Early yearsVogel was born in Washington, D.C. to Donald Stephen Vogel, an advertising executive, and Phyllis Rita Bremerman, a secretary for United States Postal Service Training and Development Center.[1] She is a graduate of The Catholic University of America (1974, B.A.) and Cornell University (1976, M.A.). Vogel also attended Bryn Mawr College 1969-70, 1971-72.
CareerA productive playwright since the late 1970s, Vogel first came to national prominence with her AIDS-related seriocomedy The Baltimore Waltz, which won the Obie award for Best Play in 1992. She is best known for her Pulitzer Prize-winning play How I Learned To Drive (1997), which examines the impact and echoes of child sexual abuse and incest. Other notable plays include Desdemona, A Play About A Handkerchief (1979); The Oldest Profession (1981); And Baby Makes Seven (1984); "Hot 'N Throbbing" (1994); and The Mineola Twins (1996).
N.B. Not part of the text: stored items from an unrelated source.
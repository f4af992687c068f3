//! Per-invocation context: the active workspace and global options.
//!
//! All configuration files are read exactly once, up front, before any
//! service is resolved or any external process is issued.

use std::path::{Path, PathBuf};

use elc_common::constants::{ENV_OVERLAY_FILE, WORKSPACE_CONFIG_FILE};
use elc_common::error::Result;
use elc_common::types::Mode;
use elc_compose::config::{self, EnvOverlay};
use elc_compose::resolver::Workspace;

use crate::registry::RegistryFile;
use crate::system::System;

/// Options shared by every service action.
#[derive(Debug, Clone, Default)]
pub struct GlobalOptions {
    /// Dependency mode filtering start cascades.
    pub mode: Mode,
    /// Explicit target for single-service actions (`exec`, `compose`).
    pub service: Option<String>,
    /// Workspace to use instead of the registry's current one.
    pub workspace: Option<String>,
}

/// Everything a service action needs, loaded once per invocation.
pub struct Context<'a> {
    system: &'a dyn System,
    options: GlobalOptions,
    workspace: Workspace,
    cwd: PathBuf,
}

impl<'a> Context<'a> {
    /// Loads the home registry, the active workspace's `workspace.yaml`, and
    /// its optional `env.yaml` overlay.
    ///
    /// # Errors
    ///
    /// Returns an I/O, parse, or resolution error from any of those files.
    pub fn load(system: &'a dyn System, options: GlobalOptions) -> Result<Self> {
        let registry = RegistryFile::load(system)?;
        let entry = registry.registry.workspace(options.workspace.as_deref())?;
        let cwd = system.current_dir()?;

        let root = Path::new(&entry.path);
        let config_path = root.join(WORKSPACE_CONFIG_FILE);
        let text = read_text(system, &config_path)?;
        let config = config::parse_workspace(&text, &config_path)?;

        let overlay_path = root.join(ENV_OVERLAY_FILE);
        let overlay = if system.file_exists(&overlay_path) {
            config::parse_overlay(&read_text(system, &overlay_path)?, &overlay_path)?
        } else {
            EnvOverlay::default()
        };

        tracing::info!(
            workspace = %entry.name,
            path = %entry.path,
            mode = %options.mode,
            "loaded workspace"
        );
        let workspace = Workspace::new(config, overlay, entry.root())?;
        Ok(Self {
            system,
            options,
            workspace,
            cwd,
        })
    }

    /// The collaborator used for all side effects.
    #[must_use]
    pub fn system(&self) -> &'a dyn System {
        self.system
    }

    /// Global options for this invocation.
    #[must_use]
    pub const fn options(&self) -> &GlobalOptions {
        &self.options
    }

    /// The resolved workspace.
    #[must_use]
    pub const fn workspace(&self) -> &Workspace {
        &self.workspace
    }

    /// Canonical targets for `names`; with no names, the service containing
    /// the current directory.
    ///
    /// # Errors
    ///
    /// Returns [`elc_common::error::ElcError::UnknownService`] for unknown
    /// names or when no service contains the current directory.
    pub fn targets(&self, names: &[String]) -> Result<Vec<String>> {
        if names.is_empty() {
            return Ok(vec![self.workspace.service_for_dir(&self.cwd)?]);
        }
        names
            .iter()
            .map(|name| self.workspace.canonical_name(name).map(str::to_string))
            .collect()
    }

    /// Single target for `exec` and `compose`: `--svc` or the current directory.
    ///
    /// # Errors
    ///
    /// Same as [`Self::targets`].
    pub fn single_target(&self) -> Result<String> {
        match self.options.service.as_deref() {
            Some(name) => self.workspace.canonical_name(name).map(str::to_string),
            None => self.workspace.service_for_dir(&self.cwd),
        }
    }

    /// Every declared service, sorted by name.
    #[must_use]
    pub fn all_services(&self) -> Vec<String> {
        self.workspace.service_names().map(str::to_string).collect()
    }
}

fn read_text(system: &dyn System, path: &Path) -> Result<String> {
    let bytes = system.read_file(path)?;
    Ok(String::from_utf8_lossy(&bytes).into_owned())
}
Although no particular theme or topic dominates her work, she often examines traditionally controversial issues such as sexual abuse, and prostitution. Asserting that she "writes the play backwards," moving from emotional circumstances and character to craft narrative structure, Vogel says, "My writing isn't actually guided by issues. ... I only write about things that directly impact my life." Vogel's family, especially her late brother Carl Vogel, serves as an influence to her writings. Carl's likeness appears in such plays as The Long Christmas Ride Home (2003), The Baltimore Waltz, and And Baby Makes Seven.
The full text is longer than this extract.